Start of ENTRIES PROVIDED

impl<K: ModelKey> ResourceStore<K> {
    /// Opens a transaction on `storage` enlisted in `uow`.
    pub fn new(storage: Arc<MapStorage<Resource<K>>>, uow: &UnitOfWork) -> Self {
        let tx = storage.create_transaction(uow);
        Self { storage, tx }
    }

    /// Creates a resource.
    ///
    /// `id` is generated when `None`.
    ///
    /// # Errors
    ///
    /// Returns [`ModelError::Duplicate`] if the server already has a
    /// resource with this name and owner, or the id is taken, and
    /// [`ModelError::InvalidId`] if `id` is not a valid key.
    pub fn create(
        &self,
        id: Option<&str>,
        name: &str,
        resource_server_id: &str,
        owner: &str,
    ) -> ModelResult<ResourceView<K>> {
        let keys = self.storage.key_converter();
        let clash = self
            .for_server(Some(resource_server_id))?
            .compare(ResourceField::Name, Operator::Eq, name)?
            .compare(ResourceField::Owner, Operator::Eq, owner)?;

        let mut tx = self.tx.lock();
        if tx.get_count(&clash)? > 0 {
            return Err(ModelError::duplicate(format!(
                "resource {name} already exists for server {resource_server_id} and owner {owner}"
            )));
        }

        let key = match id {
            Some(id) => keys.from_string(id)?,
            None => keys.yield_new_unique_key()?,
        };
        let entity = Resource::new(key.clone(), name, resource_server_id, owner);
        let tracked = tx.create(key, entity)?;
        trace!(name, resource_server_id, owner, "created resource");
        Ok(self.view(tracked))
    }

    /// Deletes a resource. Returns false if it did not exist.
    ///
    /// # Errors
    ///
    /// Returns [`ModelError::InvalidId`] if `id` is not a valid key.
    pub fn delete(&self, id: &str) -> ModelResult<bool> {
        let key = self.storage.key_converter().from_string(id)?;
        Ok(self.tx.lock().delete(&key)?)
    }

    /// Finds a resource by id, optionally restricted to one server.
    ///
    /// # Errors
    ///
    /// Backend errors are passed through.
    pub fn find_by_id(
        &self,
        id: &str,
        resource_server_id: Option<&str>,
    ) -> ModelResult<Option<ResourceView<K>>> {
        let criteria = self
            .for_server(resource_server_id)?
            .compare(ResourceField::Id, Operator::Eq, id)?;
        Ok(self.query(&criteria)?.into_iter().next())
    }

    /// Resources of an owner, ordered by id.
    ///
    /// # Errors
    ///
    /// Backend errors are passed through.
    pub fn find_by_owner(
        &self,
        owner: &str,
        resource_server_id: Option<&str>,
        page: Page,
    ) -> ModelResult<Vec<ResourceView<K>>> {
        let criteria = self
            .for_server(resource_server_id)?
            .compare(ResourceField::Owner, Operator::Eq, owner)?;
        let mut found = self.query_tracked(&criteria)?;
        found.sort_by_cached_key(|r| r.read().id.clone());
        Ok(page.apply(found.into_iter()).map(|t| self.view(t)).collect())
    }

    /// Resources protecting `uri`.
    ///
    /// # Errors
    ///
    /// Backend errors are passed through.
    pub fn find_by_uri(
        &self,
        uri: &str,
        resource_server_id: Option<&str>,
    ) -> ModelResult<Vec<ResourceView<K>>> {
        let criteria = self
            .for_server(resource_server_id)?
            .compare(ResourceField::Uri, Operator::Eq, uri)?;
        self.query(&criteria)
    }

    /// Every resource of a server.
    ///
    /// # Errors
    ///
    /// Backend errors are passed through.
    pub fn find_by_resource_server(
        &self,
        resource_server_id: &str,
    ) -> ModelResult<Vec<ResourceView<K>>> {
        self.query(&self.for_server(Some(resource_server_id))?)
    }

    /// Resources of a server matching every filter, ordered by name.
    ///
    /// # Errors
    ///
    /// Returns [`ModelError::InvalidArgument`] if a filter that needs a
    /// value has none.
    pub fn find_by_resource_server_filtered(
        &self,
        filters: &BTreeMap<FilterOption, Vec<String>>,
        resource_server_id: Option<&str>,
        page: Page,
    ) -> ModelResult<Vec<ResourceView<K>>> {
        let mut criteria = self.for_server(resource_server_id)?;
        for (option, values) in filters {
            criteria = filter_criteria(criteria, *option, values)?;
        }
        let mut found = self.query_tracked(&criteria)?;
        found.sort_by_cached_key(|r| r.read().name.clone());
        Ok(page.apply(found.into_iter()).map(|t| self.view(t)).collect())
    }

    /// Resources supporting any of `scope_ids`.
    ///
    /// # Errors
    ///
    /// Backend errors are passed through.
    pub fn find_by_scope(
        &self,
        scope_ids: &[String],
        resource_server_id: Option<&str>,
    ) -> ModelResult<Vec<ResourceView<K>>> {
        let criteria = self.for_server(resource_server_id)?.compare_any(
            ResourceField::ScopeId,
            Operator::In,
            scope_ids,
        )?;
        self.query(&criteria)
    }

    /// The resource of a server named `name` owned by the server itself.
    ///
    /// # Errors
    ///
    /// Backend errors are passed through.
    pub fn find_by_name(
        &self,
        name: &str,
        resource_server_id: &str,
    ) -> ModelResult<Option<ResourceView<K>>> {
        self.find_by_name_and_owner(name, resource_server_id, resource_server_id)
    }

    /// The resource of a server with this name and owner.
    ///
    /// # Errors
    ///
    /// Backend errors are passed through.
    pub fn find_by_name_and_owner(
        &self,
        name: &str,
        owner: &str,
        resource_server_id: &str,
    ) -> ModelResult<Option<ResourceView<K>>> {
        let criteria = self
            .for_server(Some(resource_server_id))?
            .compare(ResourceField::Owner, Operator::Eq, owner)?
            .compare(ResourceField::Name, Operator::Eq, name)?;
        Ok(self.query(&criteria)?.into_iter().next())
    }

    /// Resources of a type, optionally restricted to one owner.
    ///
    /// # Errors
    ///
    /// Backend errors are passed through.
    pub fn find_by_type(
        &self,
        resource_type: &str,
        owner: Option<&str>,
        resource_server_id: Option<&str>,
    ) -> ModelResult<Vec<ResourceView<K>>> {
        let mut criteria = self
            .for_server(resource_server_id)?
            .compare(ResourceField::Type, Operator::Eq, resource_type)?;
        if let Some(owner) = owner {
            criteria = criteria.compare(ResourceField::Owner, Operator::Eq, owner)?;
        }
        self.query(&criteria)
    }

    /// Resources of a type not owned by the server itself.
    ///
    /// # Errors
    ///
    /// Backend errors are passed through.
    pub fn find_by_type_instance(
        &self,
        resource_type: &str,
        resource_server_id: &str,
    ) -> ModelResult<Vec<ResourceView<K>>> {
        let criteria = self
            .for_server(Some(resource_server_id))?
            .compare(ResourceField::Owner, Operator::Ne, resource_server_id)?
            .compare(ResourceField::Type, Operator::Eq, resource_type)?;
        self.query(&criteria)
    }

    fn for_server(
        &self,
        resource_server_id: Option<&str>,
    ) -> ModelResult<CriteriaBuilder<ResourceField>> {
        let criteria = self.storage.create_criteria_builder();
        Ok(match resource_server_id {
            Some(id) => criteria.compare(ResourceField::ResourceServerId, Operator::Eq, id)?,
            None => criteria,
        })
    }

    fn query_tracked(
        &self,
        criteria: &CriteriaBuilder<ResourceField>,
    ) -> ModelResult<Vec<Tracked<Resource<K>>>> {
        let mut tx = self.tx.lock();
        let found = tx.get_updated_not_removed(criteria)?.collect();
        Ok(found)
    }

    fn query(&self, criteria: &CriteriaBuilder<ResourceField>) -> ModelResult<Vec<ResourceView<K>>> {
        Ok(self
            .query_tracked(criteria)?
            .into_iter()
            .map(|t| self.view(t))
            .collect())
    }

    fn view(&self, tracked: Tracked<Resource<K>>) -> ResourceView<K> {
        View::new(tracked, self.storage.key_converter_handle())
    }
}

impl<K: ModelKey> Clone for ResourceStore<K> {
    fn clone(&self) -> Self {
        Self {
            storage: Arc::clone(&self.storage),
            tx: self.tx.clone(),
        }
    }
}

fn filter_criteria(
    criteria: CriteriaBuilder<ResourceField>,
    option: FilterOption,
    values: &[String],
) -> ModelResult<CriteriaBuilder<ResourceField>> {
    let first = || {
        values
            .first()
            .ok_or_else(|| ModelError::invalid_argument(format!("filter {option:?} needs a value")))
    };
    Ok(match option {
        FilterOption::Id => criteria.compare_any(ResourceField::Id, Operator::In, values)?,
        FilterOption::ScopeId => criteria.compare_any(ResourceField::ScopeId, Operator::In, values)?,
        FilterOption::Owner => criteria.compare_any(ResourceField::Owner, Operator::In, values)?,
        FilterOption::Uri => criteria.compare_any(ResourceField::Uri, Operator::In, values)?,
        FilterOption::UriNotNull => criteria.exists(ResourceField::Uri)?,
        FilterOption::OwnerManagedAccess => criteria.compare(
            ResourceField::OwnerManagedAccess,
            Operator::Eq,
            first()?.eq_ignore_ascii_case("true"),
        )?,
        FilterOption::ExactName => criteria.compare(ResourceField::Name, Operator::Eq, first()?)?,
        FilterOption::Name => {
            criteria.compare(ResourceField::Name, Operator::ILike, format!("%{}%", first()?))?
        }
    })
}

End of ENTRIES PROVIDED

* **EXERCISE OBJECTIVE**
Scan the entries above for the word "Returns" and collect each line holding it.

* **REPLY**
    /// Returns [`ModelError::Duplicate`] if the server already has a
    /// Deletes a resource. Returns false if it did not exist.
    /// Returns [`ModelError::InvalidId`] if `id` is not a valid key.
    /// Returns [`ModelError::InvalidArgument`] if a filter that needs a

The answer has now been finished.